There are several potential limitations of this study. First, a large proportion of patients were excluded from the tumor marker analysis due to lack of an adequate tumor tissue for TMA construction. However, no important differences in demographic and clinical characteristics were found between those with vs. without adequate tumor specimen, suggesting this was not a significant source of bias. Also, our sample size precluded other potentially informative analyses, such as comparing expressions of LMP1 and other selected tumor markers or clinical characteristics with sufficient statistical power, which should be examined in future study to further inform the mechanism of the prognostic effect for EBV. Furthermore, we did not measure other EBV latent proteins nor define the various latent stages of the EBV infection.
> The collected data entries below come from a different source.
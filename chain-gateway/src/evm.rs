use alloy::network::{EthereumWallet, ReceiptResponse};
use alloy::primitives::{Address, TxHash, U256};
use alloy::providers::{DynProvider, Provider, ProviderBuilder};
use alloy::signers::local::PrivateKeySigner;
use alloy::sol;
use alloy::transports::http::reqwest::Url;
use alloy::transports::TransportError;
use anyhow::{Context, Result};
use async_trait::async_trait;
use banking::model::chain::{GasSettings, NetworkParams, SupplyCall, TxReceipt};
use banking::traits::chain::{ChainReader, ChainWriter};
use banking::traits::wallet::Wallet;
use banking::ChainError;
use log::{debug, info};
use serde_json::json;
use std::sync::atomic::{AtomicBool, Ordering};
use std::time::Duration;

sol! {
    #[allow(missing_docs)]
    #[sol(rpc)]
    contract IErc20 {
        function balanceOf(address account) external view returns (uint256);
        function decimals() external view returns (uint8);
        function approve(address spender, uint256 amount) external returns (bool);
    }
}

sol! {
    #[allow(missing_docs)]
    #[sol(rpc)]
    contract IPool {
        function supply(address asset, uint256 amount, address onBehalfOf, uint16 referralCode) external;
    }
}

/// EIP-1193 user rejection.
const USER_REJECTED: i64 = 4001;
/// EIP-3085: the wallet has not added the chain.
const UNRECOGNIZED_CHAIN: i64 = 4902;
const METHOD_NOT_FOUND: i64 = -32601;

const DEFAULT_POLL_INTERVAL: Duration = Duration::from_secs(2);

/// JSON-RPC chain access, signing with a local private key when one is given.
///
/// Without a key the adapter is read-only: `login` fails and writes are
/// rejected.
pub struct EvmChain {
    provider: DynProvider,
    signer: Option<Address>,
    authenticated: AtomicBool,
    poll_interval: Duration,
}

impl EvmChain {
    pub fn connect(rpc_url: &str, private_key: Option<&str>) -> Result<Self> {
        let url = Url::parse(rpc_url).with_context(|| format!("Invalid RPC URL '{}'", rpc_url))?;

        let (provider, signer) = match private_key {
            Some(key) => {
                let signer: PrivateKeySigner = key
                    .trim()
                    .parse()
                    .map_err(|e| anyhow::anyhow!("Invalid private key: {e}"))?;
                let address = signer.address();
                let provider = ProviderBuilder::new()
                    .wallet(EthereumWallet::from(signer))
                    .connect_http(url)
                    .erased();
                (provider, Some(address))
            }
            None => (ProviderBuilder::new().connect_http(url).erased(), None),
        };

        info!(
            "EVM adapter connected to {} ({})",
            rpc_url,
            if signer.is_some() { "signing" } else { "read-only" }
        );
        Ok(Self {
            provider,
            signer,
            authenticated: AtomicBool::new(false),
            poll_interval: DEFAULT_POLL_INTERVAL,
        })
    }

    pub fn with_poll_interval(mut self, interval: Duration) -> Self {
        self.poll_interval = interval;
        self
    }

    fn require_signer(&self) -> Result<Address, ChainError> {
        self.signer
            .ok_or_else(|| ChainError::Rejected("no private key configured".into()))
    }

    async fn wallet_request(
        &self,
        method: &'static str,
        params: serde_json::Value,
    ) -> Result<(), TransportError> {
        self.provider
            .raw_request::<_, serde_json::Value>(method.into(), vec![params])
            .await
            .map(|_| ())
    }
}

fn transport_error(context: &str, e: TransportError) -> ChainError {
    match e.as_error_resp() {
        Some(payload) if payload.code == USER_REJECTED => {
            ChainError::Rejected(format!("{}: {}", context, payload.message))
        }
        Some(payload) if payload.message.contains("revert") => {
            ChainError::Reverted(format!("{}: {}", context, payload.message))
        }
        _ => ChainError::Rpc(format!("{}: {}", context, e)),
    }
}

fn contract_error(context: &str, e: alloy::contract::Error) -> ChainError {
    match e {
        alloy::contract::Error::TransportError(e) => transport_error(context, e),
        other => ChainError::Reverted(format!("{}: {}", context, other)),
    }
}

#[async_trait]
impl ChainReader for EvmChain {
    async fn chain_id(&self) -> Result<u64, ChainError> {
        self.provider
            .get_chain_id()
            .await
            .map_err(|e| transport_error("eth_chainId", e))
    }

    async fn decimals(&self, token: Address) -> Result<u8, ChainError> {
        IErc20::new(token, &self.provider)
            .decimals()
            .call()
            .await
            .map_err(|e| contract_error("decimals()", e))
    }

    async fn balance_of(&self, token: Address, owner: Address) -> Result<U256, ChainError> {
        IErc20::new(token, &self.provider)
            .balanceOf(owner)
            .call()
            .await
            .map_err(|e| contract_error("balanceOf()", e))
    }
}

#[async_trait]
impl ChainWriter for EvmChain {
    async fn approve(
        &self,
        token: Address,
        spender: Address,
        amount: U256,
        gas: GasSettings,
    ) -> Result<TxHash, ChainError> {
        self.require_signer()?;
        let token = IErc20::new(token, &self.provider);
        let mut builder = token.approve(spender, amount).gas(gas.gas_limit);
        if let Some(price) = gas.gas_price_wei {
            builder = builder.gas_price(price);
        }
        let pending = builder
            .send()
            .await
            .map_err(|e| contract_error("approve()", e))?;
        let tx = *pending.tx_hash();
        info!("approve() submitted: {}", tx);
        Ok(tx)
    }

    async fn supply(
        &self,
        pool: Address,
        call: SupplyCall,
        gas: GasSettings,
    ) -> Result<TxHash, ChainError> {
        self.require_signer()?;
        let pool = IPool::new(pool, &self.provider);
        let mut builder = pool
            .supply(call.asset, call.amount, call.on_behalf_of, call.referral_code)
            .gas(gas.gas_limit);
        if let Some(price) = gas.gas_price_wei {
            builder = builder.gas_price(price);
        }
        let pending = builder
            .send()
            .await
            .map_err(|e| contract_error("supply()", e))?;
        let tx = *pending.tx_hash();
        info!("supply() submitted: {}", tx);
        Ok(tx)
    }

    async fn wait_for_receipt(
        &self,
        tx: TxHash,
        confirmations: u64,
    ) -> Result<TxReceipt, ChainError> {
        loop {
            let receipt = self
                .provider
                .get_transaction_receipt(tx)
                .await
                .map_err(|e| transport_error("eth_getTransactionReceipt", e))?;

            if let Some(receipt) = receipt {
                let mined_in = receipt.block_number();
                let confirmed = match mined_in {
                    Some(block) if confirmations > 1 => {
                        let head = self
                            .provider
                            .get_block_number()
                            .await
                            .map_err(|e| transport_error("eth_blockNumber", e))?;
                        head + 1 >= block + confirmations
                    }
                    _ => true,
                };
                if confirmed {
                    return Ok(TxReceipt {
                        tx_hash: tx,
                        block_number: mined_in,
                        success: receipt.status(),
                    });
                }
            }

            debug!("Waiting for {} ({} confirmations)", tx, confirmations);
            tokio::time::sleep(self.poll_interval).await;
        }
    }
}

#[async_trait]
impl Wallet for EvmChain {
    fn is_ready(&self) -> bool {
        true
    }

    fn is_authenticated(&self) -> bool {
        self.authenticated.load(Ordering::Acquire)
    }

    fn address(&self) -> Option<Address> {
        if self.is_authenticated() {
            self.signer
        } else {
            None
        }
    }

    async fn login(&self) -> Result<Address, ChainError> {
        let address = self.require_signer()?;
        self.authenticated.store(true, Ordering::Release);
        Ok(address)
    }

    async fn logout(&self) -> Result<(), ChainError> {
        self.authenticated.store(false, Ordering::Release);
        Ok(())
    }

    async fn switch_network(&self, network: &NetworkParams) -> Result<(), ChainError> {
        let params = json!({ "chainId": network.hex_chain_id() });
        match self.wallet_request("wallet_switchEthereumChain", params).await {
            Ok(()) => Ok(()),
            Err(e) => match e.as_error_resp().map(|p| p.code) {
                Some(UNRECOGNIZED_CHAIN) => Err(ChainError::UnrecognizedChain(network.chain_id)),
                Some(METHOD_NOT_FOUND) => Err(ChainError::Rejected(
                    "endpoint cannot switch networks, point the RPC URL at the expected chain".into(),
                )),
                _ => Err(transport_error("wallet_switchEthereumChain", e)),
            },
        }
    }

    async fn add_network(&self, network: &NetworkParams) -> Result<(), ChainError> {
        let params = json!({
            "chainId": network.hex_chain_id(),
            "chainName": network.chain_name,
            "nativeCurrency": network.native_currency,
            "rpcUrls": network.rpc_urls,
            "blockExplorerUrls": network.block_explorer_urls,
        });
        self.wallet_request("wallet_addEthereumChain", params)
            .await
            .map_err(|e| transport_error("wallet_addEthereumChain", e))
    }
}

#[cfg(test)]
mod tests {
    use super::*;

    // Anvil's first development key.
    const DEV_KEY: &str = "0xac0974bec39a17e36ba4a6b4d238ff944bacb478cbed5efcae784d7bf4f2ff80";

    #[tokio::test]
    async fn test_login_requires_key() {
        let read_only = EvmChain::connect("http://127.0.0.1:8545", None).unwrap();
        assert!(matches!(read_only.login().await, Err(ChainError::Rejected(_))));
        assert_eq!(read_only.address(), None);

        let signing = EvmChain::connect("http://127.0.0.1:8545", Some(DEV_KEY)).unwrap();
        assert_eq!(signing.address(), None);
        let address = signing.login().await.unwrap();
        assert_eq!(
            address,
            "0xf39Fd6e51aad88F6F4ce6aB8827279cffFb92266".parse::<Address>().unwrap()
        );
        assert_eq!(signing.address(), Some(address));
    }

    #[test]
    fn test_rejects_bad_inputs() {
        assert!(EvmChain::connect("not a url", None).is_err());
        assert!(EvmChain::connect("http://127.0.0.1:8545", Some("0x1234")).is_err());
    }
}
Despite these limitations, our study is based on a well-defined, representative cohort of HIV-related DLBCL, with comprehensive clinical information and measurement of a large number of tumor markers. To our knowledge, this study is also among the few that have examined the prognostic role of EBV status in HIV-related DLBCL.
In conclusion, we found that EBV infection status in DLBCL is associated with expression of several tumor markers that are involved in the NF-κB pathway. These factors were likely mediated by EBV and contribute to the EBV-related lymphomagenesis through activation of this pathway, as well as inhibition of apoptosis. Our results also suggest that tumor EBV status may have independent prognostic utility beyond conventional clinical prognostic scores such as the IPI, and may be used for risk stratification of patients diagnosed with HIV-related DLBCL.
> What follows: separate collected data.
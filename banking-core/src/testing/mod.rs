//! In-memory doubles for tests. Enabled by the `test-utils` feature.

use alloy_primitives::{Address, TxHash, U256};
use async_trait::async_trait;
use banking::model::chain::{GasSettings, NetworkParams, SupplyCall, TxReceipt};
use banking::model::session::SessionMode;
use banking::traits::chain::{ChainReader, ChainWriter};
use banking::traits::confirm::Confirmer;
use banking::traits::mode_store::ModeStore;
use banking::traits::wallet::Wallet;
use banking::{BankingError, ChainError};
use std::collections::{HashMap, HashSet, VecDeque};
use std::sync::atomic::{AtomicBool, Ordering};
use std::sync::{Arc, Mutex, MutexGuard};

/// Failures that can be injected into a [`MockChain`].
#[derive(Debug, Clone, Copy, PartialEq, Eq, Hash)]
pub enum Failure {
    ChainId,
    Decimals,
    BalanceOf,
    Approve,
    ApprovalReverted,
    Supply,
    SupplyReverted,
    /// `wait_for_receipt` never resolves.
    StallReceipts,
    SwitchNetwork,
    AddNetwork,
}

#[derive(Debug, Clone, Copy)]
enum PendingTx {
    Approval,
    Supply,
}

#[derive(Default)]
struct MockState {
    chain_id: u64,
    known_chains: HashSet<u64>,
    address: Option<Address>,
    decimals: HashMap<Address, u8>,
    balances: HashMap<(Address, Address), U256>,
    allowances: HashMap<(Address, Address, Address), U256>,
    receipt_tokens: HashMap<Address, Address>,
    failures: HashSet<Failure>,
    calls: HashMap<&'static str, usize>,
    pending: HashMap<TxHash, PendingTx>,
    log: Vec<&'static str>,
    nonce: u64,
}

/// Scriptable chain, wallet and token ledger.
///
/// Every trait call is counted by method name, so tests can assert that a
/// rejected operation never reached the chain.
pub struct MockChain {
    state: Mutex<MockState>,
}

impl MockChain {
    pub fn new(chain_id: u64) -> Self {
        let state = MockState {
            chain_id,
            known_chains: HashSet::from([chain_id]),
            ..Default::default()
        };
        Self {
            state: Mutex::new(state),
        }
    }

    fn lock(&self) -> MutexGuard<'_, MockState> {
        self.state.lock().unwrap_or_else(|e| e.into_inner())
    }

    pub fn with_address(self, address: Address) -> Self {
        self.lock().address = Some(address);
        self
    }

    pub fn with_decimals(self, token: Address, decimals: u8) -> Self {
        self.lock().decimals.insert(token, decimals);
        self
    }

    pub fn with_balance(self, token: Address, owner: Address, amount: U256) -> Self {
        self.lock().balances.insert((token, owner), amount);
        self
    }

    /// A confirmed supply of `asset` mints `receipt_token` 1:1 to the beneficiary.
    pub fn with_receipt_token(self, asset: Address, receipt_token: Address) -> Self {
        self.lock().receipt_tokens.insert(asset, receipt_token);
        self
    }

    /// Lets the wallet switch to `chain_id` without adding it first.
    pub fn with_known_chain(self, chain_id: u64) -> Self {
        self.lock().known_chains.insert(chain_id);
        self
    }

    pub fn failing(self, failure: Failure) -> Self {
        self.inject(failure);
        self
    }

    pub fn inject(&self, failure: Failure) {
        self.lock().failures.insert(failure);
    }

    pub fn clear(&self, failure: Failure) {
        self.lock().failures.remove(&failure);
    }

    pub fn set_chain_id(&self, chain_id: u64) {
        self.lock().chain_id = chain_id;
    }

    pub fn set_balance(&self, token: Address, owner: Address, amount: U256) {
        self.lock().balances.insert((token, owner), amount);
    }

    pub fn balance(&self, token: Address, owner: Address) -> U256 {
        self.lock()
            .balances
            .get(&(token, owner))
            .copied()
            .unwrap_or_default()
    }

    pub fn allowance(&self, token: Address, owner: Address, spender: Address) -> U256 {
        self.lock()
            .allowances
            .get(&(token, owner, spender))
            .copied()
            .unwrap_or_default()
    }

    /// Number of calls made to `method`.
    pub fn calls(&self, method: &str) -> usize {
        self.lock().calls.get(method).copied().unwrap_or(0)
    }

    /// Total calls across every method.
    pub fn total_calls(&self) -> usize {
        self.lock().calls.values().sum()
    }

    /// Method names in call order.
    pub fn call_log(&self) -> Vec<&'static str> {
        self.lock().log.clone()
    }

    fn record(&self, method: &'static str) -> MutexGuard<'_, MockState> {
        let mut state = self.lock();
        *state.calls.entry(method).or_insert(0) += 1;
        state.log.push(method);
        state
    }
}

impl MockState {
    fn fails(&self, failure: Failure) -> bool {
        self.failures.contains(&failure)
    }

    fn next_tx(&mut self, kind: PendingTx) -> TxHash {
        self.nonce += 1;
        let tx = TxHash::from(U256::from(self.nonce).to_be_bytes::<32>());
        self.pending.insert(tx, kind);
        tx
    }

    fn signer(&self) -> Result<Address, ChainError> {
        self.address
            .ok_or_else(|| ChainError::Rejected("no connected account".into()))
    }
}

#[async_trait]
impl ChainReader for MockChain {
    async fn chain_id(&self) -> Result<u64, ChainError> {
        let state = self.record("chain_id");
        if state.fails(Failure::ChainId) {
            return Err(ChainError::Rpc("connection refused".into()));
        }
        Ok(state.chain_id)
    }

    async fn decimals(&self, token: Address) -> Result<u8, ChainError> {
        let state = self.record("decimals");
        if state.fails(Failure::Decimals) {
            return Err(ChainError::Reverted("decimals()".into()));
        }
        Ok(state.decimals.get(&token).copied().unwrap_or(6))
    }

    async fn balance_of(&self, token: Address, owner: Address) -> Result<U256, ChainError> {
        let state = self.record("balance_of");
        if state.fails(Failure::BalanceOf) {
            return Err(ChainError::Reverted("balanceOf(address)".into()));
        }
        Ok(state.balances.get(&(token, owner)).copied().unwrap_or_default())
    }
}

#[async_trait]
impl ChainWriter for MockChain {
    async fn approve(
        &self,
        token: Address,
        spender: Address,
        amount: U256,
        _gas: GasSettings,
    ) -> Result<TxHash, ChainError> {
        let mut state = self.record("approve");
        if state.fails(Failure::Approve) {
            return Err(ChainError::Rejected("user denied transaction signature".into()));
        }
        let owner = state.signer()?;
        if !state.fails(Failure::ApprovalReverted) {
            state.allowances.insert((token, owner, spender), amount);
        }
        Ok(state.next_tx(PendingTx::Approval))
    }

    async fn supply(
        &self,
        pool: Address,
        call: SupplyCall,
        _gas: GasSettings,
    ) -> Result<TxHash, ChainError> {
        let mut state = self.record("supply");
        if state.fails(Failure::Supply) {
            return Err(ChainError::Rejected("user denied transaction signature".into()));
        }
        let owner = state.signer()?;
        let allowance = state
            .allowances
            .get(&(call.asset, owner, pool))
            .copied()
            .unwrap_or_default();
        if allowance < call.amount {
            return Err(ChainError::Reverted("ERC20: insufficient allowance".into()));
        }

        if !state.fails(Failure::SupplyReverted) {
            state.allowances.insert((call.asset, owner, pool), allowance - call.amount);
            let held = state
                .balances
                .get(&(call.asset, owner))
                .copied()
                .unwrap_or_default();
            state
                .balances
                .insert((call.asset, owner), held.saturating_sub(call.amount));
            if let Some(receipt_token) = state.receipt_tokens.get(&call.asset).copied() {
                let minted = state
                    .balances
                    .get(&(receipt_token, call.on_behalf_of))
                    .copied()
                    .unwrap_or_default();
                state
                    .balances
                    .insert((receipt_token, call.on_behalf_of), minted + call.amount);
            }
        }
        Ok(state.next_tx(PendingTx::Supply))
    }

    async fn wait_for_receipt(
        &self,
        tx: TxHash,
        _confirmations: u64,
    ) -> Result<TxReceipt, ChainError> {
        let outcome = {
            let state = self.record("wait_for_receipt");
            if state.fails(Failure::StallReceipts) {
                None
            } else {
                let kind = state
                    .pending
                    .get(&tx)
                    .copied()
                    .ok_or_else(|| ChainError::Rpc(format!("unknown transaction {}", tx)))?;
                let reverted = match kind {
                    PendingTx::Approval => state.fails(Failure::ApprovalReverted),
                    PendingTx::Supply => state.fails(Failure::SupplyReverted),
                };
                Some((!reverted, state.nonce))
            }
        };

        match outcome {
            Some((success, block)) => Ok(TxReceipt {
                tx_hash: tx,
                block_number: Some(block),
                success,
            }),
            None => std::future::pending().await,
        }
    }
}

#[async_trait]
impl Wallet for MockChain {
    fn is_ready(&self) -> bool {
        true
    }

    fn is_authenticated(&self) -> bool {
        self.lock().address.is_some()
    }

    fn address(&self) -> Option<Address> {
        self.lock().address
    }

    async fn login(&self) -> Result<Address, ChainError> {
        let mut state = self.record("login");
        let address = *state.address.get_or_insert(Address::repeat_byte(0xAA));
        Ok(address)
    }

    async fn logout(&self) -> Result<(), ChainError> {
        self.record("logout").address = None;
        Ok(())
    }

    async fn switch_network(&self, network: &NetworkParams) -> Result<(), ChainError> {
        let mut state = self.record("switch_network");
        if state.fails(Failure::SwitchNetwork) {
            return Err(ChainError::Rejected("user rejected the request".into()));
        }
        if !state.known_chains.contains(&network.chain_id) {
            return Err(ChainError::UnrecognizedChain(network.chain_id));
        }
        state.chain_id = network.chain_id;
        Ok(())
    }

    async fn add_network(&self, network: &NetworkParams) -> Result<(), ChainError> {
        let mut state = self.record("add_network");
        if state.fails(Failure::AddNetwork) {
            return Err(ChainError::Rejected("user rejected the request".into()));
        }
        state.known_chains.insert(network.chain_id);
        state.chain_id = network.chain_id;
        Ok(())
    }
}

/// Session flag storage shared between clones, as a reload would see it.
#[derive(Debug, Clone, Default)]
pub struct MemoryModeStore {
    value: Arc<Mutex<Option<SessionMode>>>,
    failing: Arc<AtomicBool>,
}

impl MemoryModeStore {
    pub fn new() -> Self {
        Self::default()
    }

    pub fn with_mode(mode: SessionMode) -> Self {
        let store = Self::default();
        *store.value.lock().unwrap_or_else(|e| e.into_inner()) = Some(mode);
        store
    }

    /// Makes every later load and save fail.
    pub fn set_failing(&self, failing: bool) {
        self.failing.store(failing, Ordering::SeqCst);
    }

    pub fn stored(&self) -> Option<SessionMode> {
        *self.value.lock().unwrap_or_else(|e| e.into_inner())
    }
}

impl ModeStore for MemoryModeStore {
    fn load(&self) -> Result<Option<SessionMode>, BankingError> {
        if self.failing.load(Ordering::SeqCst) {
            return Err(BankingError::Storage("store unavailable".into()));
        }
        Ok(self.stored())
    }

    fn save(&self, mode: SessionMode) -> Result<(), BankingError> {
        if self.failing.load(Ordering::SeqCst) {
            return Err(BankingError::Storage("store unavailable".into()));
        }
        *self.value.lock().unwrap_or_else(|e| e.into_inner()) = Some(mode);
        Ok(())
    }
}

/// Answers confirmation prompts from a script; declines once it runs out.
#[derive(Debug, Default)]
pub struct ScriptedConfirmer {
    answers: Mutex<VecDeque<bool>>,
    prompts: Mutex<Vec<String>>,
}

impl ScriptedConfirmer {
    pub fn new(answers: impl IntoIterator<Item = bool>) -> Self {
        Self {
            answers: Mutex::new(answers.into_iter().collect()),
            prompts: Mutex::new(Vec::new()),
        }
    }

    pub fn accepting() -> Self {
        Self::new([true])
    }

    pub fn declining() -> Self {
        Self::new([false])
    }

    pub fn prompts(&self) -> Vec<String> {
        self.prompts.lock().unwrap_or_else(|e| e.into_inner()).clone()
    }
}

impl Confirmer for ScriptedConfirmer {
    fn confirm(&self, prompt: &str) -> bool {
        self.prompts
            .lock()
            .unwrap_or_else(|e| e.into_inner())
            .push(prompt.to_string());
        self.answers
            .lock()
            .unwrap_or_else(|e| e.into_inner())
            .pop_front()
            .unwrap_or(false)
    }
}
In the era of combination antiretroviral therapy, HIV-related diffuse large B-cell lymphoma (DLBCL) is no longer invariably fatal and is heterogeneous in clinical outcomes. Despite the availability of potentially effective regimens for the treatment of DLBCL, more than 50% of patients continue to succumb to the disease. Therefore, understanding factors underlying HIV-related DLBCL aggressiveness and heterogeneity is critical to risk-stratified patient management and novel therapeutic development. In this study, we found that tumor EBV infection status was independently associated with increased mortality in HIV+ DLBCL patients. This finding, if confirmed, may help to improve clinical patient risk stratification, and to identify potential new molecular therapeutic targets (e.g., EBV-targeting therapy) for resistant tumors.
This work is supported by National Cancer Institute grant R01CA134234-01 Prognostic Markers for HIV-Positive Diffuse Large B-Cell Lymphoma.
Conflicts of interest:
Chun Chao received research funding from Merck, Amgen and Pfizer for unrelated studies. Michael J Silverberg received research funding from Merck and Pfizer for unrelated studies. Reina Haque received research funding from Novartis for unrelated studies. Other authors do not have conflict of interest to disclose.